The international expansion plans of US-headquartered firm Goodwin Proctor will be led by a newly-created role of managing director of international operations.
Uli Kleinsteuber joins the firm from Linklaters, where he was most recently COO of its EMEA region. He will be based in London reporting to COO Michael Caplan.
The creation of the Managing Director of International Operations position aligns with Goodwin’s continued expansion across our key practice areas and industry verticals globally,” said Caplan. “As Goodwin’s international lawyer and client base has grown significantly over the past several years, we have been building out our global operations team to support the firm’s expanded international operations with top business of law talent.”
Kleinsteuber will partner with Goodwin’s European Chair, the firm’s London, Paris, Frankfurt and Hong Kong Chairs, and Chief Officers across all of the firm’s non-U.S. operations, including finance, IT, HR, office administration and marketing, and all associated day-to-day functions.
Clyde & Co promotes 12 to partner
Twelve lawyers have made partner in the latest promotions round at Clyde & Co.
Insurance takes the largest number of new partners with 6, but corporate, employment, real estate, and marine, all gained. The firm’s total number of global partners now exceeds 400 across 50 offices.
In Asia Pacific, Thomas Choo becomes a partner in the corporate/employment team in Singapore.
Equity partners gender pay gap revealed in new poll
The gender pay gap in law firms’ equity partners worldwide has been revealed in a new survey of stand-out lawyers.
The poll asked those named as Acritas Stars, who are nominated by in-house counsel, several questions including some relating to their compensation.
The mean average pay for male partners was 27% higher than for female equity partners among 828 Acritas Stars. The median gap was lower at 19%.
“It is astonishing to see such a large gender pay gap at equity partner level,” commented Lisa Hart Shepherd, CEO at Acritas. “For women that have achieved equity partner status, they should be facing a more equal playing field but clearly this is not the case.”

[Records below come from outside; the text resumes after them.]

use serde::Deserialize;
use std::fs;
use std::path::{Path, PathBuf};

use crate::error::{BumpyError, Result};

/// Name of the defaults file looked up in the repository and config directory
pub const CONFIG_FILE_NAME: &str = "bumpy.toml";

/// Defaults for a bump run. Every field can be overridden on the command line.
///
/// ```toml
/// prefix = "api/"
/// push = "origin"
/// module = "api"
/// ```
#[derive(Debug, Deserialize, Clone, Default, PartialEq)]
#[serde(deny_unknown_fields)]
pub struct Config {
    /// Tag prefix
    #[serde(default)]
    pub prefix: Option<String>,

    /// Remote to push the new tag to
    #[serde(default)]
    pub push: Option<String>,

    /// Module file or directory holding `go.mod`; relative to the repository
    #[serde(default)]
    pub module: Option<PathBuf>,
}

/// Loads configuration from file or returns defaults.
///
/// Attempts to load configuration in the following order:
/// 1. Custom path provided as parameter
/// 2. `bumpy.toml` in the repository directory
/// 3. `bumpy.toml` in the user config directory
/// 4. Default configuration if no file found
///
/// # Returns
/// * `Ok(Config)` - Loaded or default configuration
/// * `Err` - If a file exists but cannot be read or parsed, or the custom path is missing
pub fn load_config(config_path: Option<&Path>, directory: &Path) -> Result<Config> {
    let path = if let Some(path) = config_path {
        path.to_path_buf()
    } else if directory.join(CONFIG_FILE_NAME).is_file() {
        directory.join(CONFIG_FILE_NAME)
    } else if let Some(user_config) = dirs::config_dir()
        .map(|dir| dir.join(CONFIG_FILE_NAME))
        .filter(|path| path.is_file())
    {
        user_config
    } else {
        return Ok(Config::default());
    };

    let config_str = fs::read_to_string(&path).map_err(|e| {
        BumpyError::config(format!("Cannot read '{}': {}", path.display(), e))
    })?;

    parse_config(&config_str)
        .map_err(|e| BumpyError::config(format!("Invalid '{}': {}", path.display(), e)))
}

/// Parse configuration from TOML text
pub fn parse_config(text: &str) -> std::result::Result<Config, toml::de::Error> {
    toml::from_str(text)
}

#[cfg(test)]
mod tests {
    use super::*;

    #[test]
    fn test_parse_full_config() {
        let config = parse_config("prefix = \"api/\"\npush = \"origin\"\nmodule = \"api\"\n").unwrap();
        assert_eq!(config.prefix.as_deref(), Some("api/"));
        assert_eq!(config.push.as_deref(), Some("origin"));
        assert_eq!(config.module, Some(PathBuf::from("api")));
    }

    #[test]
    fn test_parse_empty_config() {
        assert_eq!(parse_config("").unwrap(), Config::default());
    }

    #[test]
    fn test_unknown_keys_are_rejected() {
        assert!(parse_config("minor = true\n").is_err());
    }
}
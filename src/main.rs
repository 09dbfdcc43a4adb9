use std::path::PathBuf;
use std::process;

use anyhow::Result;
use clap::Parser;
use tracing_subscriber::EnvFilter;

use bumpy::boundary::BoundaryWarning;
use bumpy::cli::{self, BumpWorkflowArgs};
use bumpy::config;
use bumpy::domain::BumpKind;
use bumpy::{ui, BumpyError};

#[derive(clap::Parser)]
#[command(
    name = "bumpy",
    version,
    about = "Create the next semantic version tag for a git repository"
)]
struct Args {
    #[arg(help = "Repository directory to tag")]
    directory: Option<PathBuf>,

    #[arg(long, help = "Bump the minor version instead of the patch")]
    minor: bool,

    #[arg(long, value_name = "REMOTE", help = "Push the new tag to this remote")]
    push: Option<String>,

    #[arg(
        long,
        value_name = "PATH",
        help = "Module file, or directory containing go.mod [default: DIRECTORY]"
    )]
    module: Option<PathBuf>,

    #[arg(long, help = "Tag prefix, e.g. 'api/'")]
    prefix: Option<String>,

    #[arg(short, long, value_name = "FILE", help = "Custom configuration file path")]
    config: Option<PathBuf>,

    #[arg(long, help = "Resolve and print the tag without creating it")]
    dry_run: bool,

    #[arg(short, long, help = "Enable debug logging")]
    verbose: bool,
}

fn main() {
    let args = Args::parse();
    init_tracing(args.verbose);

    if let Err(e) = run(args) {
        ui::display_error(&format!("{:#}", e));
        process::exit(1);
    }
}

fn init_tracing(verbose: bool) {
    let default_level = if verbose { "debug" } else { "info" };
    let filter =
        EnvFilter::try_from_default_env().unwrap_or_else(|_| EnvFilter::new(default_level));

    tracing_subscriber::fmt()
        .with_env_filter(filter)
        .with_writer(std::io::stderr)
        .with_ansi(console::colors_enabled_stderr())
        .without_time()
        .with_target(false)
        .init();
}

fn run(args: Args) -> Result<()> {
    let directory = args
        .directory
        .ok_or_else(|| BumpyError::missing_argument("No directory specified"))?;

    let config = config::load_config(args.config.as_deref(), &directory)?;

    // Flags win over the config file
    let mut workflow_args = BumpWorkflowArgs::new(directory).with_config(&config);
    if let Some(prefix) = args.prefix {
        workflow_args.prefix = prefix;
    }
    if let Some(remote) = args.push {
        workflow_args.push_remote = Some(remote);
    }
    if let Some(module) = args.module {
        workflow_args.module_path = module;
    }
    if args.minor {
        workflow_args.bump = BumpKind::Minor;
    }
    workflow_args.dry_run = args.dry_run;

    let result = cli::run(&workflow_args)?;

    for warning in &result.warnings {
        ui::display_boundary_warning(warning);
        if let BoundaryWarning::PushFailed { tag, remote, .. } = warning {
            ui::display_manual_push_instruction(tag, remote);
        }
    }

    ui::display_tag(&result.tag);
    Ok(())
}
// Shared fixtures for integration tests
#![allow(dead_code)]

use git2::Repository;
use std::fs;
use std::path::Path;

/// Initialise a repository at `dir` with one commit, tagged with every name in `tags`
pub fn setup_repo(dir: &Path, tags: &[&str]) -> Repository {
    fs::create_dir_all(dir).expect("Could not create repo dir");
    let repo = Repository::init(dir).expect("Could not init git repo");

    {
        let mut config = repo.config().expect("Could not get config");
        config
            .set_str("user.name", "Test User")
            .expect("Could not set user.name");
        config
            .set_str("user.email", "test@example.com")
            .expect("Could not set user.email");
    }

    fs::write(dir.join("README.md"), "Hello world").expect("Could not write README");

    let commit_id = {
        let mut index = repo.index().expect("Could not get index");
        index
            .add_path(Path::new("README.md"))
            .expect("Could not add file to index");
        index.write().expect("Could not write index");

        let tree_id = index.write_tree().expect("Could not write tree");
        let tree = repo.find_tree(tree_id).expect("Could not find tree");
        let sig = repo.signature().expect("Could not get sig");

        repo.commit(Some("HEAD"), &sig, &sig, "Initial commit", &tree, &[])
            .expect("Could not create commit")
    };

    {
        let object = repo.find_object(commit_id, None).unwrap();
        for tag in tags {
            repo.tag_lightweight(tag, &object, false)
                .expect("Could not create tag");
        }
    }

    repo
}

/// Write a go.mod declaring `module` into `dir`
pub fn write_module(dir: &Path, module: &str) {
    fs::write(
        dir.join("go.mod"),
        format!("module {}\n\ngo 1.19\n", module),
    )
    .expect("Could not write go.mod");
}

/// Whether `repo` has a tag named `name`
pub fn has_tag(repo: &Repository, name: &str) -> bool {
    repo.find_reference(&format!("refs/tags/{}", name)).is_ok()
}
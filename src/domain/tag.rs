use crate::domain::Version;

/// Namespace prepended to tag names (e.g., "api/" in "api/v1.2.3")
///
/// An empty prefix matches every tag.
#[derive(Debug, Clone, Default, PartialEq, Eq)]
pub struct TagPrefix {
    pub prefix: String,
}

impl TagPrefix {
    /// Create a new tag prefix
    pub fn new(prefix: impl Into<String>) -> Self {
        TagPrefix {
            prefix: prefix.into(),
        }
    }

    /// Remove the prefix from a raw tag name
    ///
    /// Returns `None` for tags that do not contain the prefix at all. Only the
    /// first occurrence is removed, wherever it appears in the name.
    pub fn strip(&self, tag: &str) -> Option<String> {
        if !tag.contains(&self.prefix) {
            return None;
        }

        Some(tag.replacen(&self.prefix, "", 1))
    }

    /// Compose the tag name for a version
    /// Example: prefix="api/", version="1.2.3" -> "api/v1.2.3"
    pub fn format(&self, version: &Version) -> String {
        format!("{}v{}", self.prefix, version)
    }
}
use thiserror::Error;

/// Unified error type for bumpy operations
#[derive(Error, Debug)]
pub enum BumpyError {
    #[error("Git operation failed: {0}")]
    Git(#[from] git2::Error),

    #[error("Repository error: {0}")]
    Repository(String),

    #[error("Failed to parse module file {path}: {reason}")]
    ModuleParse { path: String, reason: String },

    #[error("Cannot bump {bump} of {tag}: version component overflows")]
    VersionOverflow { tag: String, bump: String },

    #[error("Push failed: {0}")]
    Push(String),

    #[error("Missing argument: {0}")]
    MissingArgument(String),

    #[error("Configuration error: {0}")]
    Config(String),

    #[error("I/O error: {0}")]
    Io(#[from] std::io::Error),
}

/// Convenience type alias for Results in bumpy
pub type Result<T> = std::result::Result<T, BumpyError>;

impl BumpyError {
    /// Create a repository error with context
    pub fn repository(msg: impl Into<String>) -> Self {
        BumpyError::Repository(msg.into())
    }

    /// Create a module parse error for the file at `path`
    pub fn module_parse(path: impl Into<String>, reason: impl Into<String>) -> Self {
        BumpyError::ModuleParse {
            path: path.into(),
            reason: reason.into(),
        }
    }

    /// Create an overflow error for a tag whose bump would wrap around
    pub fn version_overflow(tag: impl Into<String>, bump: impl ToString) -> Self {
        BumpyError::VersionOverflow {
            tag: tag.into(),
            bump: bump.to_string(),
        }
    }

    /// Create a push error with context
    pub fn push(msg: impl Into<String>) -> Self {
        BumpyError::Push(msg.into())
    }

    /// Create a missing argument error
    pub fn missing_argument(msg: impl Into<String>) -> Self {
        BumpyError::MissingArgument(msg.into())
    }

    /// Create a configuration error with context
    pub fn config(msg: impl Into<String>) -> Self {
        BumpyError::Config(msg.into())
    }
}
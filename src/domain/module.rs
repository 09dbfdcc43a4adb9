use regex::Regex;
use std::sync::OnceLock;

/// Matches the `/vN` suffix segment of a module path
fn major_suffix() -> &'static Regex {
    static MAJOR_SUFFIX: OnceLock<Regex> = OnceLock::new();
    MAJOR_SUFFIX.get_or_init(|| Regex::new(r"^v(\d+)$").expect("static regex is valid"))
}

/// Extract the major version encoded in a module path's final segment.
///
/// `example.com/lib/v3` yields `Some(3)`. Paths without a `vN` segment yield
/// `None`, as do `v0` and `v1`, which are never spelled out in module paths.
///
/// # Example
/// ```
/// use bumpy::domain::module_major;
/// assert_eq!(module_major("github.com/acme/widgets/v5"), Some(5));
/// assert_eq!(module_major("github.com/acme/widgets"), None);
/// ```
pub fn module_major(module_path: &str) -> Option<u64> {
    let last_segment = module_path.rsplit('/').next()?;
    let captures = major_suffix().captures(last_segment)?;
    let major = captures.get(1)?.as_str().parse::<u64>().ok()?;

    (major >= 2).then_some(major)
}
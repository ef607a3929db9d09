//! # SQL Injection
//!
//! Body/query injection and URI-path injection (spec.md §4.3).

use crate::descriptor::{ExecutionOptions, MaliciousPayload, ResponseFilter, TestDescriptor, VulnDetails};
use crate::fuzzer::fuzz_params;
use crate::generator::util::{fuzz_components, fuzz_endpoint, join_uri_path, substitute_path_literal};
use crate::model::{NormalizedSpec, ParamType};
use crate::payloads::SQLI_PAYLOADS;

fn inject_sqli(mut params: Vec<crate::model::ParameterRecord>, payload: &str) -> Vec<crate::model::ParameterRecord> {
    for param in &mut params {
        if param.param_type == ParamType::String {
            param.value = Some(serde_json::Value::String(payload.to_string()));
        }
    }
    params
}

/// Injects each of the five SQLi payloads into every string-typed body and
/// query parameter. Path parameters are deliberately left untouched (spec.md
/// §9 Open Questions: kept as specified).
pub fn generate_body_query(spec: &NormalizedSpec) -> Vec<TestDescriptor> {
    let mut descriptors = Vec::new();

    for payload in SQLI_PAYLOADS {
        for endpoint in &spec.endpoints {
            let fuzzed = fuzz_endpoint(endpoint, spec);
            descriptors.push(TestDescriptor {
                test_name: "SQLi Test".into(),
                url: fuzzed.url,
                endpoint: fuzzed.endpoint,
                method: fuzzed.method.to_string(),
                body_params: inject_sqli(fuzzed.body_params, payload),
                query_params: inject_sqli(fuzzed.query_params, payload),
                path_params: fuzzed.path_params,
                malicious_payload: MaliciousPayload::Scalar(payload.into()),
                response_filter: ResponseFilter::StatusCodeFilter,
                vuln_details: VulnDetails::new(
                    "One or more parameter is vulnerable to SQL Injection Attack",
                    "Parameters are not vulnerable to SQLi Payload",
                ),
                success_codes: Some(vec![500]),
                response_match_regex: None,
                options: ExecutionOptions::default(),
            });
        }
    }

    descriptors
}

/// Restricted to endpoints whose raw path contains `/{`. Substitutes each
/// SQLi payload as the literal value of every path parameter, leaving query
/// and body parameters at their fuzzed values.
pub fn generate_uri_path(spec: &NormalizedSpec) -> Vec<TestDescriptor> {
    let mut descriptors = Vec::new();

    let endpoints_with_path_param: Vec<_> = spec.endpoints.iter().filter(|e| e.path.contains("/{")).collect();

    for payload in SQLI_PAYLOADS {
        for endpoint in &endpoints_with_path_param {
            let components = fuzz_components(endpoint, spec.is_v3);

            let mut combined = endpoint.path_params.clone();
            combined.extend(components.path_params_in_body.clone());
            let combined = fuzz_params(&combined, spec.is_v3);

            let endpoint_path = substitute_path_literal(&endpoint.path, &combined, payload);

            let url = join_uri_path(&[&spec.base_url, &spec.api_base_path, &endpoint_path]);
            let endpoint_str = join_uri_path(&[&spec.api_base_path, &endpoint_path]);

            descriptors.push(TestDescriptor {
                test_name: "SQLi Test in URI Path with Fuzzed Params".into(),
                url,
                endpoint: endpoint_str,
                method: endpoint.http_method.as_upper().to_string(),
                body_params: components.body_params,
                query_params: components.query_params,
                path_params: combined,
                malicious_payload: MaliciousPayload::Scalar(payload.into()),
                response_filter: ResponseFilter::StatusCodeFilter,
                vuln_details: VulnDetails::new(
                    "Endpoint might be vulnerable to SQli",
                    "Endpoint is not vulnerable to SQLi",
                ),
                success_codes: Some(vec![500]),
                response_match_regex: None,
                options: ExecutionOptions::default(),
            });
        }
    }

    descriptors
}

#[cfg(test)]
mod tests {
    use super::*;
    use crate::normalizer::normalize;
    use serde_json::json;

    #[test]
    fn body_query_injects_into_string_params_only() {
        let doc = json!({
            "openapi": "3.0.0",
            "servers": [{"url": "http://h"}],
            "paths": {
                "/search": {
                    "get": {
                        "parameters": [
                            {"name": "q", "in": "query", "schema": {"type": "string"}},
                            {"name": "limit", "in": "query", "schema": {"type": "integer"}}
                        ],
                        "responses": {"200": {}}
                    }
                }
            }
        });
        let spec = normalize(&doc).unwrap();
        let descriptors = generate_body_query(&spec);
        assert_eq!(descriptors.len(), SQLI_PAYLOADS.len());

        let first = &descriptors[0];
        let q = first.query_params.iter().find(|p| p.name == "q").unwrap();
        assert_eq!(q.value, Some(serde_json::Value::String(SQLI_PAYLOADS[0].into())));
        let limit = first.query_params.iter().find(|p| p.name == "limit").unwrap();
        assert_ne!(limit.value, Some(serde_json::Value::String(SQLI_PAYLOADS[0].into())));
    }

    // S2: path `/items/{id}` with `get`, integer path parameter `id`.
    #[test]
    fn s2_uri_path_sqli_substitutes_every_payload() {
        let doc = json!({
            "openapi": "3.0.0",
            "servers": [{"url": "http://h"}],
            "paths": {
                "/items/{id}": {
                    "parameters": [{"name": "id", "in": "path", "schema": {"type": "integer"}, "required": true}],
                    "get": {"responses": {"200": {}}}
                }
            }
        });
        let spec = normalize(&doc).unwrap();
        let descriptors = generate_uri_path(&spec);
        assert_eq!(descriptors.len(), SQLI_PAYLOADS.len());
        for (descriptor, payload) in descriptors.iter().zip(SQLI_PAYLOADS.iter()) {
            assert!(descriptor.url.ends_with(*payload));
        }
    }

    #[test]
    fn no_path_placeholder_yields_no_uri_path_tests() {
        let doc = json!({
            "openapi": "3.0.0",
            "servers": [{"url": "http://h"}],
            "paths": {"/items": {"get": {"responses": {"200": {}}}}}
        });
        let spec = normalize(&doc).unwrap();
        assert!(generate_uri_path(&spec).is_empty());
    }
}
#![deny(missing_docs)]

//! # Spec File Loading
//!
//! Reads a spec file from disk and decodes it into the generic
//! `serde_json::Value` tree the core normalizer expects. YAML and JSON are
//! both accepted since OpenAPI/Swagger documents are commonly distributed in
//! either format — `serde_yaml::from_str::<serde_json::Value>` happily
//! accepts plain JSON too, since JSON is a subset of YAML.

use std::fs;
use std::path::Path;

use crate::error::CliResult;

/// Reads and decodes the spec file at `path`.
pub fn load_document(path: &Path) -> CliResult<serde_json::Value> {
    let content = fs::read_to_string(path)?;
    let value = serde_yaml::from_str(&content)?;
    Ok(value)
}

#[cfg(test)]
mod tests {
    use super::*;
    use std::fs;
    use tempfile::tempdir;

    #[test]
    fn loads_yaml_document() {
        let dir = tempdir().unwrap();
        let path = dir.path().join("spec.yaml");
        fs::write(&path, "openapi: 3.0.0\nservers:\n  - url: http://h\npaths: {}\n").unwrap();

        let doc = load_document(&path).unwrap();
        assert_eq!(doc["openapi"], "3.0.0");
    }

    #[test]
    fn loads_json_document() {
        let dir = tempdir().unwrap();
        let path = dir.path().join("spec.json");
        fs::write(&path, r#"{"openapi": "3.0.0", "servers": [{"url": "http://h"}], "paths": {}}"#).unwrap();

        let doc = load_document(&path).unwrap();
        assert_eq!(doc["openapi"], "3.0.0");
    }

    #[test]
    fn missing_file_propagates_io_error() {
        let dir = tempdir().unwrap();
        let path = dir.path().join("missing.yaml");
        assert!(load_document(&path).is_err());
    }
}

The study did consider that women have often been partners for fewer years than male colleagues, and that more women work in lower paid practice areas. However, even after normalising the data to consider these factors, there is still a gender pay gap among equity partners.
The firm’s research also found that male counsel are more likely to choose men as lead partners, again contributing to their higher compensation.
“By rebalancing and broadening the criteria used to determine compensation to allow for this bias, firms may be able to create fairer reward,” added Hart Shepherd. “In the longer term, law firms need to find a way to break through social networks, both inside of the firm and with clients, to enable female partners to get more equal exposure to clients.”